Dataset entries
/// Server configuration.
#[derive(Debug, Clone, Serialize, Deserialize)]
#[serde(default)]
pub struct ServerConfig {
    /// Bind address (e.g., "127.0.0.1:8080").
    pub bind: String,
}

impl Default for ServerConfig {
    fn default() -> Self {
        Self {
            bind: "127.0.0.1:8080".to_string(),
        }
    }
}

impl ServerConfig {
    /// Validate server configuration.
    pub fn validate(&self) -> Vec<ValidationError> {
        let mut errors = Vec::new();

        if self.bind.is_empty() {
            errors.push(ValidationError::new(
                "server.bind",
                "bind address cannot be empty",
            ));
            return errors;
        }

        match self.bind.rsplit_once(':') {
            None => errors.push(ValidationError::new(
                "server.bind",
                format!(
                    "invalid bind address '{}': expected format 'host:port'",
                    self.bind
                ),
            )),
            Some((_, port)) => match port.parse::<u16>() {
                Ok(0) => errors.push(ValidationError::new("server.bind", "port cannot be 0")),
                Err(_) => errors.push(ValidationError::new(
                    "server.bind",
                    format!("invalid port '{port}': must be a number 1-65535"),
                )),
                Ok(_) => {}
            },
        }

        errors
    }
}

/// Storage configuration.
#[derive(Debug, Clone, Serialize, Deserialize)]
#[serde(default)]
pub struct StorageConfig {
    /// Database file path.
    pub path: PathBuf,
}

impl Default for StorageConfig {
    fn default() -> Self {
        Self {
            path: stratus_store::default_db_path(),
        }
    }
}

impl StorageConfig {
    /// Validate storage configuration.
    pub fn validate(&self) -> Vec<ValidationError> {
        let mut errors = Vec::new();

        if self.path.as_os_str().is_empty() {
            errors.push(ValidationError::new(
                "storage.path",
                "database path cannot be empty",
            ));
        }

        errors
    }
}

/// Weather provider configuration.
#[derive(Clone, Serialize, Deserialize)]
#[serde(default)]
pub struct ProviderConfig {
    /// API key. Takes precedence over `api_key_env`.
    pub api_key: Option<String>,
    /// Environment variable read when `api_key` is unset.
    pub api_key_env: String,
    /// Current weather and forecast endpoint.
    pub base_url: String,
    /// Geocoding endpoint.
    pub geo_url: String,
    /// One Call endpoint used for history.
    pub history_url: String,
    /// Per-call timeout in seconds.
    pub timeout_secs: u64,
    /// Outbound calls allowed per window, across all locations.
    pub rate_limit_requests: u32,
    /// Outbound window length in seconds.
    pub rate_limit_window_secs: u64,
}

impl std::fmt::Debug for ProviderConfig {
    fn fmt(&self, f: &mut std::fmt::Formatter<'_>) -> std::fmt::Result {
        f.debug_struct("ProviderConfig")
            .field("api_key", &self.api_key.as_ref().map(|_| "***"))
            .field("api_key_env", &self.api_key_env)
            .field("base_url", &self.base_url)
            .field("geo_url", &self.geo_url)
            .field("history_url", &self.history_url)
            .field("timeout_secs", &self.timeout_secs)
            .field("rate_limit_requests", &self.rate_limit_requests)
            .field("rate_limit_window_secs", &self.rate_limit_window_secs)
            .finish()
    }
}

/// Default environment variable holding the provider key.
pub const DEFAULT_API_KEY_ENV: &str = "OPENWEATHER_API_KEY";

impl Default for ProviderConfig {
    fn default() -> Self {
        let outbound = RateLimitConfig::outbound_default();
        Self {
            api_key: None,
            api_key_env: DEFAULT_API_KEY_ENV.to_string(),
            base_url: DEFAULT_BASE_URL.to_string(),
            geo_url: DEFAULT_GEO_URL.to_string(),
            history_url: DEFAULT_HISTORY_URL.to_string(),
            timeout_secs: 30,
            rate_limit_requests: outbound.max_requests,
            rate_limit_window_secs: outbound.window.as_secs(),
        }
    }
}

_Task description_:
Which lines run from the one holding "return errors;" through the one holding "timeout in seconds." in the records above? Repeat them exactly, both included, and nothing more.

_Your response_:
            return errors;
        }

        match self.bind.rsplit_once(':') {
            None => errors.push(ValidationError::new(
                "server.bind",
                format!(
                    "invalid bind address '{}': expected format 'host:port'",
                    self.bind
                ),
            )),
            Some((_, port)) => match port.parse::<u16>() {
                Ok(0) => errors.push(ValidationError::new("server.bind", "port cannot be 0")),
                Err(_) => errors.push(ValidationError::new(
                    "server.bind",
                    format!("invalid port '{port}': must be a number 1-65535"),
                )),
                Ok(_) => {}
            },
        }

        errors
    }
}

/// Storage configuration.
#[derive(Debug, Clone, Serialize, Deserialize)]
#[serde(default)]
pub struct StorageConfig {
    /// Database file path.
    pub path: PathBuf,
}

impl Default for StorageConfig {
    fn default() -> Self {
        Self {
            path: stratus_store::default_db_path(),
        }
    }
}

impl StorageConfig {
    /// Validate storage configuration.
    pub fn validate(&self) -> Vec<ValidationError> {
        let mut errors = Vec::new();

        if self.path.as_os_str().is_empty() {
            errors.push(ValidationError::new(
                "storage.path",
                "database path cannot be empty",
            ));
        }

        errors
    }
}

/// Weather provider configuration.
#[derive(Clone, Serialize, Deserialize)]
#[serde(default)]
pub struct ProviderConfig {
    /// API key. Takes precedence over `api_key_env`.
    pub api_key: Option<String>,
    /// Environment variable read when `api_key` is unset.
    pub api_key_env: String,
    /// Current weather and forecast endpoint.
    pub base_url: String,
    /// Geocoding endpoint.
    pub geo_url: String,
    /// One Call endpoint used for history.
    pub history_url: String,
    /// Per-call timeout in seconds.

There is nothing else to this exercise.